The above exception was the direct cause of the following exception:

Traceback (most recent call last):
  File "/usr/lib/python3.5/asyncio/tasks.py", line 240, in _step
    result = coro.send(None)
  File "/home/vagrant/Project/foo/bar/core/mq_connection.py", line 37, in disconnected
    raise exception
  File "/home/vagrant/venv/foo/lib/python3.5/site-packages/aioamqp/protocol.py", line 262, in run
    yield from self.dispatch_frame()
  File "/home/vagrant/venv/foo/lib/python3.5/site-packages/aioamqp/protocol.py", line 204, in dispatch_frame
    frame = yield from self.get_frame()
  File "/home/vagrant/venv/foo/lib/python3.5/site-packages/aioamqp/protocol.py", line 189, in get_frame
    yield from frame.read_frame()
  File "/home/vagrant/venv/foo/lib/python3.5/site-packages/aioamqp/frame.py", line 415, in read_frame
    raise exceptions.AmqpClosedConnection() from ex
aioamqp.exceptions.AmqpClosedConnection

At the same time I got error message in rabbitMQ log like:

=INFO REPORT==== 7-May-2016::18:36:39 ===
accepting AMQP connection <0.5469.0> (192.168.50.4:53416 -> 192.168.50.4:5672)

=ERROR REPORT==== 7-May-2016::18:39:39 ===
closing AMQP connection <0.5469.0> (192.168.50.4:53416 -> 192.168.50.4:5672):
Missed heartbeats from client, timeout: 60s

It seems that after 3 missing heartbeat, the rabbitMQ server close the connection.

And I notice that if nothing is published in the queue I consume, the connection will not be closed.

But in the rest part of my project, I use the same way to create channel, and consume the message, nothing seems to be wrong.

My question is:

please forgive my poor English.

comzyh commented 8 years ago

After comparing to pika, I think this is a bug of aioamqp.

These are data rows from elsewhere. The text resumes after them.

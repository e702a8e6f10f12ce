//! Database row models.
//!
//! Each model mirrors one table row; conversions to domain types live next to
//! the model.

pub mod attendance;
pub mod notification;
pub mod supervisor;
pub mod user;
pub mod verification;

pub use attendance::*;
pub use notification::*;
pub use supervisor::*;
pub use user::*;
pub use verification::*;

comzyh commented 8 years ago

Here is the reproduce: https://gist.github.com/comzyh/0262f159f764a748a163f9f13b26578b

Run

python aioamqp_0.7_heartbeat_bug_reproduce.py sender

Then run in another terminal

python aioamqp_0.7_heartbeat_bug_reproduce.py receiver

you will see the error log from receiver about 30 seconds later

comzyh commented 8 years ago

If you run my test code like

python aioamqp_0.7_heartbeat_bug_reproduce.py pika_receiver

you may see

[2016-05-08 03:41:25,413] pika.heartbeat:DEBUG: Received heartbeat frame
[2016-05-08 03:41:26,505] pika.heartbeat:DEBUG: Received 155 heartbeat frames, sent 170
[2016-05-08 03:41:26,505] pika.heartbeat:DEBUG: Sending heartbeat frame
[2016-05-08 03:41:35,321] pika.heartbeat:DEBUG: Received heartbeat frame
[2016-05-08 03:41:36,507] pika.heartbeat:DEBUG: Received 156 heartbeat frames, sent 171
[2016-05-08 03:41:36,508] pika.heartbeat:DEBUG: Sending heartbeat frame
[2016-05-08 03:41:45,230] pika.heartbeat:DEBUG: Received heartbeat frame
[2016-05-08 03:41:46,512] pika.heartbeat:DEBUG: Received 157 heartbeat frames, sent 172
[2016-05-08 03:41:46,513] pika.heartbeat:DEBUG: Sending heartbeat frame

Please pay attention on the times above, like 03:41:25,413.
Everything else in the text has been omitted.